Davies was born in Liverpool to working-class Catholic parents, the youngest child in a family of ten children (seven surviving). After leaving school at sixteen, he worked for ten years as a shipping-office clerk and as an unqualified accountant, before leaving Liverpool to attend Coventry Drama School. While there, he wrote the screenplay for what became his first autobiographical short, Children (1976), filmed under the auspices of the BFI Production Board. After this introduction to filmmaking, Davies went to the National Film School, completing Madonna and Child (1980), a continuation of the story of Davies' alterego, Robert Tucker, covering his years as a clerk in Liverpool. Three years later, he completed the trilogy with Death and Transfiguration (1983), in which he hypothesizes the circumstances of his death. These works went on to be screened together at film festivals throughout Europe and the U.S. as The Terence Davies Trilogy, winning numerous awards. Davies, who is gay,[1] frequently explores gay themes in his films.[2]

Due to funding difficulties and his refusal to compromise, Davies' output has been comparatively sporadic, with only four feature films released to date. The first two, Distant Voices, Still Lives and The Long Day Closes, are very autobiographical films set in forties and fifties Liverpool; his two most recent films, The Neon Bible and The House of Mirth, are adaptations of novels by John Kennedy Toole and Edith Wharton, respectively.

His intended fifth feature, Sunset Song, an adaptation of the novel by Lewis Grassic Gibbon, fell through. Scottish and international backers left the project after the BBC, Channel 4, and the UK Film Council each rejected proposals for final funds. Davies supposedly was considering Kirsten Dunst for the lead role before the project was postponed.

He produced two works for radio, A Walk To The Paradise Gardens, an original radio play broadcast on BBC Radio 3 in 2001, and a two-part radio adaptation of Virginia Woolf's The Waves, broadcast on BBC Radio 4 in September 2007.
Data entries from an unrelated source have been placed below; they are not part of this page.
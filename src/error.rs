use std::time::Duration;

use thiserror::Error;

use crate::config::whole_secs;

/// Invalid forward configuration. Raised before any process is spawned.
#[derive(Error, Debug, Clone, PartialEq, Eq)]
pub enum ConfigError {
    #[error("Host cannot be empty")]
    MissingHost,

    #[error("Remote end point cannot be empty")]
    MissingRemoteEndpoint,

    #[error("Missing remote end point in '{0}', expected [<user>@]<host>:<remote-endpoint>")]
    MissingSeparator(String),
}

/// Everything that can go wrong while setting up a forward.
#[derive(Error, Debug)]
pub enum ForwardError {
    #[error("Invalid configuration: {0}")]
    Config(#[from] ConfigError),

    #[error("Failed to allocate a local port: {0}")]
    Allocation(#[source] std::io::Error),

    #[error("Failed to start ssh: {0}")]
    Spawn(#[source] std::io::Error),

    #[error("Failed to poll ssh process: {0}")]
    Process(#[source] std::io::Error),

    /// The client exited with a nonzero status before the tunnel came up.
    #[error("{}", setup_failed_message(.code, .stderr))]
    SetupFailed { code: Option<i32>, stderr: String },

    /// The client exited cleanly before anything connected, meaning the
    /// remote sleep ran out.
    #[error("Port forward process timed out after {}s", timed_out_secs(.timeout))]
    TimedOut { timeout: Duration },
}

impl ForwardError {
    /// Exit code of the ssh client, when the error came from it exiting.
    pub fn exit_code(&self) -> Option<i32> {
        match self {
            ForwardError::SetupFailed { code, .. } => *code,
            ForwardError::TimedOut { .. } => Some(0),
            _ => None,
        }
    }

    pub fn is_timeout(&self) -> bool {
        matches!(self, ForwardError::TimedOut { .. })
    }
}

/// Matches the seconds handed to the remote `sleep`.
fn timed_out_secs(timeout: &Duration) -> u64 {
    whole_secs(*timeout)
}

fn setup_failed_message(code: &Option<i32>, stderr: &str) -> String {
    let status = match code {
        Some(code) => format!("exit code {}", code),
        None => "a signal".to_string(),
    };
    let stderr = stderr.trim();
    if stderr.is_empty() {
        format!("ssh terminated with {}", status)
    } else {
        format!("ssh terminated with {}: {}", status, stderr)
    }
}

#[cfg(test)]
mod tests {
    use super::*;

    #[test]
    fn timeout_reports_zero_exit_code() {
        let err = ForwardError::TimedOut {
            timeout: Duration::from_secs(10),
        };
        assert!(err.is_timeout());
        assert_eq!(err.exit_code(), Some(0));
        assert_eq!(err.to_string(), "Port forward process timed out after 10s");
    }

    #[test]
    fn timeout_message_uses_remote_sleep_seconds() {
        let err = ForwardError::TimedOut {
            timeout: Duration::from_millis(200),
        };
        assert_eq!(err.to_string(), "Port forward process timed out after 1s");
    }

    #[test]
    fn setup_failure_message_includes_stderr() {
        let err = ForwardError::SetupFailed {
            code: Some(255),
            stderr: "Permission denied (publickey).\n".into(),
        };
        assert!(!err.is_timeout());
        assert_eq!(err.exit_code(), Some(255));
        assert_eq!(
            err.to_string(),
            "ssh terminated with exit code 255: Permission denied (publickey)."
        );
    }

    #[test]
    fn signal_termination_has_no_code() {
        let err = ForwardError::SetupFailed {
            code: None,
            stderr: String::new(),
        };
        assert_eq!(err.exit_code(), None);
        assert_eq!(err.to_string(), "ssh terminated with a signal");
    }

    #[test]
    fn config_errors_convert() {
        let err: ForwardError = ConfigError::MissingHost.into();
        assert!(matches!(err, ForwardError::Config(ConfigError::MissingHost)));
        assert_eq!(err.exit_code(), None);
    }
}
His most recent released work is his first documentary Of Time and the City, which was premiered out of competition at the 2008 Cannes Film Festival. The work uses vintage newsreel footage, contemporary popular music and a narration by Davies himself as a bittersweet paean to his hometown of Liverpool. It has received rave reviews on its premiere.[3]

Filmography

References

  1. ^ Hattenstone, Simon (2006-10-20). "Bigmouth strikes again". The Guardian. http://arts.guardian.co.uk/features/story/0,,1926090,00.html. Retrieved 2007-08-08. 
  2. ^ Ellis, Jim (2004-11-11). "Davies, Terence". glbtq: An Encyclopedia of Gay, Lesbian, Bisexual, Transgender, and Queer Culture. http://www.glbtq.com/arts/davies_t.html. Retrieved 2007-08-07. 
  3. ^ "Of Time and the City". Times.co.uk. http://entertainment.timesonline.co.uk/tol/arts_and_entertainment/film/cannes/article3965524.ece. Retrieved May 20, 2008.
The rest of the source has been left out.